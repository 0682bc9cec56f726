//! Project creation and the owner-facing settings: details, presenter,
//! password, scheduler, redundancy and priority.

use chrono::Duration;
use db::models::{
    category::Category,
    project::{CreateProject, Project, ProjectError, UpdateProject},
    task::{Task, check_n_answers, check_priority},
    user::User,
};
use serde::{Deserialize, Serialize};
use serde_json::{Value, json};
use sqlx::SqlitePool;
use thiserror::Error;
use ts_rs::TS;
use utils::{
    signer::Signer,
    text::{DESCRIPTION_MAX_LEN, description_from_long_description, is_valid_short_name},
};

use crate::services::{
    auth::{AuthError, AuthService},
    scheduler::SchedulerKind,
    webhook::WebhookService,
};

pub const PROJECT_PASSWORD_SALT: &str = "project-password";

/// Named starting points for a task presenter.
pub const PRESENTER_TEMPLATES: &[&str] = &["basic", "image", "sound", "video", "map", "pdf"];

#[derive(Debug, Error)]
pub enum ProjectServiceError {
    #[error(transparent)]
    Project(#[from] ProjectError),
    #[error(transparent)]
    Database(#[from] sqlx::Error),
    #[error(transparent)]
    Auth(#[from] AuthError),
    #[error("{0}")]
    Validation(String),
    #[error("Sorry, wrong password")]
    WrongPassword,
}

impl ProjectServiceError {
    fn invalid(message: impl Into<String>) -> Self {
        ProjectServiceError::Validation(message.into())
    }
}

#[derive(Debug, Clone, Deserialize, TS)]
pub struct CreateProjectForm {
    pub name: String,
    pub short_name: String,
    pub long_description: String,
    pub category_id: Option<i64>,
    #[serde(default)]
    pub hidden: bool,
    #[ts(type = "Record<string, unknown> | null")]
    pub info: Option<Value>,
}

#[derive(Debug, Clone, Deserialize, TS)]
pub struct UpdateProjectForm {
    pub name: String,
    pub short_name: String,
    pub description: String,
    pub long_description: String,
    pub category_id: Option<i64>,
    pub hidden: bool,
    pub allow_anonymous_contributors: bool,
    /// Empty string removes the webhook.
    pub webhook: Option<String>,
    /// Empty string removes the password.
    pub password: Option<String>,
}

#[derive(Debug, Clone, Deserialize, TS)]
pub struct PriorityForm {
    /// Comma separated task ids, e.g. `1,2,3`.
    pub task_ids: String,
    pub priority_0: f64,
}

#[derive(Debug, Clone, Serialize, Deserialize)]
struct UnlockKey {
    project_id: i64,
}

fn required(value: &str, field: &str) -> Result<(), ProjectServiceError> {
    if value.trim().is_empty() {
        Err(ProjectServiceError::invalid(format!("{field} is required")))
    } else {
        Ok(())
    }
}

fn check_short_name(short_name: &str) -> Result<(), ProjectServiceError> {
    if is_valid_short_name(short_name) {
        Ok(())
    } else {
        Err(ProjectServiceError::invalid(
            "$#&\\/| and space symbols are forbidden",
        ))
    }
}

/// Parses `1,2,3`. Spaces or anything but integers are rejected.
pub fn parse_task_ids(task_ids: &str) -> Result<Vec<i64>, ProjectServiceError> {
    task_ids
        .split(',')
        .map(|id| {
            id.parse::<i64>().map_err(|_| {
                ProjectServiceError::invalid(
                    "Task IDs must be comma separated integers, without spaces",
                )
            })
        })
        .collect()
}

/// HTML skeleton for one of [`PRESENTER_TEMPLATES`].
pub fn presenter_template(name: &str) -> Option<String> {
    let media = match name {
        "basic" => r#"<p id="question"></p>"#,
        "image" => r#"<img id="task-image" class="img-fluid" src="" alt="task image"/>"#,
        "sound" => r#"<audio id="task-sound" controls src=""></audio>"#,
        "video" => r#"<video id="task-video" controls src=""></video>"#,
        "map" => r#"<div id="task-map" style="height: 400px"></div>"#,
        "pdf" => r#"<iframe id="task-pdf" src="" width="100%" height="600"></iframe>"#,
        _ => return None,
    };
    Some(format!(
        r#"<div class="task-presenter" data-template="{name}">
  {media}
  <div id="answer">
    <button class="btn-answer" value="yes">Yes</button>
    <button class="btn-answer" value="no">No</button>
  </div>
</div>
"#
    ))
}

#[derive(Clone)]
pub struct ProjectService {
    auth: AuthService,
    signer: Signer,
    webhooks: WebhookService,
}

impl ProjectService {
    pub fn new(auth: AuthService, signer: Signer, webhooks: WebhookService) -> Self {
        Self {
            auth,
            signer,
            webhooks,
        }
    }

    pub async fn create(
        &self,
        pool: &SqlitePool,
        owner: &User,
        form: &CreateProjectForm,
    ) -> Result<Project, ProjectServiceError> {
        required(&form.name, "Name")?;
        required(&form.short_name, "Short name")?;
        required(&form.long_description, "Long description")?;
        check_short_name(&form.short_name)?;

        let category_id = match form.category_id {
            Some(id) => Category::find_by_id(pool, id)
                .await?
                .ok_or_else(|| ProjectServiceError::invalid("Unknown category"))?
                .id,
            None => Category::ensure_default(pool).await?.id,
        };
        let info = match &form.info {
            Some(Value::Object(map)) => Value::Object(map.clone()),
            Some(_) => return Err(ProjectServiceError::invalid("info must be an object")),
            None => json!({}),
        };

        let project = Project::create(
            pool,
            &CreateProject {
                name: form.name.trim().to_string(),
                short_name: form.short_name.clone(),
                description: description_from_long_description(&form.long_description),
                long_description: form.long_description.clone(),
                owner_id: owner.id,
                category_id: Some(category_id),
                hidden: form.hidden,
                info,
            },
        )
        .await?;
        tracing::info!("Project {} created by {}", project.short_name, owner.name);
        Ok(project)
    }

    /// Applies the settings form. `info` is left untouched; a new webhook is
    /// only stored when it answers a GET with 200.
    pub async fn update(
        &self,
        pool: &SqlitePool,
        project: &Project,
        form: &UpdateProjectForm,
    ) -> Result<Project, ProjectServiceError> {
        required(&form.name, "Name")?;
        required(&form.short_name, "Short name")?;
        required(&form.description, "Description")?;
        check_short_name(&form.short_name)?;
        if form.description.chars().count() > DESCRIPTION_MAX_LEN {
            return Err(ProjectServiceError::invalid(format!(
                "Field cannot be longer than {DESCRIPTION_MAX_LEN} characters."
            )));
        }
        if let Some(id) = form.category_id
            && Category::find_by_id(pool, id).await?.is_none()
        {
            return Err(ProjectServiceError::invalid("Unknown category"));
        }

        let webhook = match form.webhook.as_deref().map(str::trim) {
            None => project.webhook.clone(),
            Some("") => None,
            Some(url) if project.webhook.as_deref() == Some(url) => project.webhook.clone(),
            Some(url) => {
                if self.webhooks.is_reachable(url).await {
                    Some(url.to_string())
                } else {
                    tracing::info!(
                        "Keeping previous webhook of {}: {} did not answer 200",
                        project.short_name,
                        url
                    );
                    project.webhook.clone()
                }
            }
        };

        let mut data = UpdateProject::from_project(project);
        data.name = form.name.trim().to_string();
        data.short_name = form.short_name.clone();
        data.description = form.description.clone();
        data.long_description = form.long_description.clone();
        data.category_id = form.category_id.or(project.category_id);
        data.hidden = form.hidden;
        data.allow_anonymous_contributors = form.allow_anonymous_contributors;
        data.webhook = webhook;
        let updated = Project::update(pool, project.id, &data).await?;

        match form.password.as_deref() {
            None => Ok(updated),
            Some(password) => {
                self.set_password(pool, &updated, password).await?;
                Ok(Project::find_by_id(pool, updated.id)
                    .await?
                    .ok_or(ProjectError::ProjectNotFound)?)
            }
        }
    }

    pub async fn set_password(
        &self,
        pool: &SqlitePool,
        project: &Project,
        password: &str,
    ) -> Result<(), ProjectServiceError> {
        if password.is_empty() {
            Project::set_password(pool, project.id, None).await?;
            tracing::debug!("Password of {} cleared", project.short_name);
        } else {
            let hash = self.auth.hash_password(password)?;
            Project::set_password(pool, project.id, Some(&hash)).await?;
        }
        Ok(())
    }

    /// Checks the project password and hands out an unlock token.
    pub fn unlock(&self, project: &Project, password: &str) -> Result<String, ProjectServiceError> {
        let Some(hash) = project.passwd_hash.as_deref() else {
            return self.unlock_token(project);
        };
        if !self.auth.verify_password(password, hash)? {
            return Err(ProjectServiceError::WrongPassword);
        }
        self.unlock_token(project)
    }

    fn unlock_token(&self, project: &Project) -> Result<String, ProjectServiceError> {
        self.signer
            .dumps(
                &UnlockKey {
                    project_id: project.id,
                },
                PROJECT_PASSWORD_SALT,
            )
            .map_err(|e| ProjectServiceError::invalid(e.to_string()))
    }

    /// Whether `token` unlocks this project for the next day.
    pub fn is_unlocked(&self, project: &Project, token: Option<&str>) -> bool {
        if !project.needs_password() {
            return true;
        }
        let Some(token) = token else {
            return false;
        };
        self.signer
            .loads::<UnlockKey>(token, PROJECT_PASSWORD_SALT, Some(Duration::days(1)))
            .map(|key| key.project_id == project.id)
            .unwrap_or(false)
    }

    pub async fn set_task_presenter(
        pool: &SqlitePool,
        project: &Project,
        html: &str,
    ) -> Result<Value, ProjectServiceError> {
        Self::set_info_key(pool, project, "task_presenter", json!(html)).await
    }

    pub async fn set_scheduler(
        pool: &SqlitePool,
        project: &Project,
        kind: SchedulerKind,
    ) -> Result<Value, ProjectServiceError> {
        Self::set_info_key(pool, project, "sched", json!(kind.to_string())).await
    }

    async fn set_info_key(
        pool: &SqlitePool,
        project: &Project,
        key: &str,
        value: Value,
    ) -> Result<Value, ProjectServiceError> {
        let mut info = match &project.info {
            Value::Object(map) => map.clone(),
            _ => Default::default(),
        };
        info.insert(key.to_string(), value);
        let info = Value::Object(info);
        Project::update_info(pool, project.id, &info).await?;
        Ok(info)
    }

    /// Sets `n_answers` on every task and recomputes their states.
    pub async fn set_redundancy(
        pool: &SqlitePool,
        project: &Project,
        n_answers: i64,
    ) -> Result<u64, ProjectServiceError> {
        check_n_answers(n_answers).map_err(|e| ProjectServiceError::invalid(e.to_string()))?;
        let updated = Task::set_n_answers_for_project(pool, project.id, n_answers).await?;
        tracing::info!(
            "Redundancy of {} set to {} on {} tasks",
            project.short_name,
            n_answers,
            updated
        );
        Ok(updated)
    }

    pub async fn set_priority(
        pool: &SqlitePool,
        project: &Project,
        form: &PriorityForm,
    ) -> Result<u64, ProjectServiceError> {
        let ids = parse_task_ids(&form.task_ids)?;
        check_priority(form.priority_0).map_err(|e| ProjectServiceError::invalid(e.to_string()))?;
        Ok(Task::set_priority(pool, project.id, &ids, form.priority_0).await?)
    }

    pub async fn delete_all_tasks(
        pool: &SqlitePool,
        project: &Project,
    ) -> Result<u64, ProjectServiceError> {
        let deleted = Task::delete_by_project(pool, project.id).await?;
        tracing::info!("Deleted {} tasks of {}", deleted, project.short_name);
        Ok(deleted)
    }
}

□ □ □ □ □

■ ASSIGNMENT: Among the lines above, find the one with "Project creation and" and the one with "fn invalid(message: impl". Quote both and everything between them, exactly.

■ ANSWER TO THE PROBLEM:
//! Project creation and the owner-facing settings: details, presenter,
//! password, scheduler, redundancy and priority.

use chrono::Duration;
use db::models::{
    category::Category,
    project::{CreateProject, Project, ProjectError, UpdateProject},
    task::{Task, check_n_answers, check_priority},
    user::User,
};
use serde::{Deserialize, Serialize};
use serde_json::{Value, json};
use sqlx::SqlitePool;
use thiserror::Error;
use ts_rs::TS;
use utils::{
    signer::Signer,
    text::{DESCRIPTION_MAX_LEN, description_from_long_description, is_valid_short_name},
};

use crate::services::{
    auth::{AuthError, AuthService},
    scheduler::SchedulerKind,
    webhook::WebhookService,
};

pub const PROJECT_PASSWORD_SALT: &str = "project-password";

/// Named starting points for a task presenter.
pub const PRESENTER_TEMPLATES: &[&str] = &["basic", "image", "sound", "video", "map", "pdf"];

#[derive(Debug, Error)]
pub enum ProjectServiceError {
    #[error(transparent)]
    Project(#[from] ProjectError),
    #[error(transparent)]
    Database(#[from] sqlx::Error),
    #[error(transparent)]
    Auth(#[from] AuthError),
    #[error("{0}")]
    Validation(String),
    #[error("Sorry, wrong password")]
    WrongPassword,
}

impl ProjectServiceError {
    fn invalid(message: impl Into<String>) -> Self {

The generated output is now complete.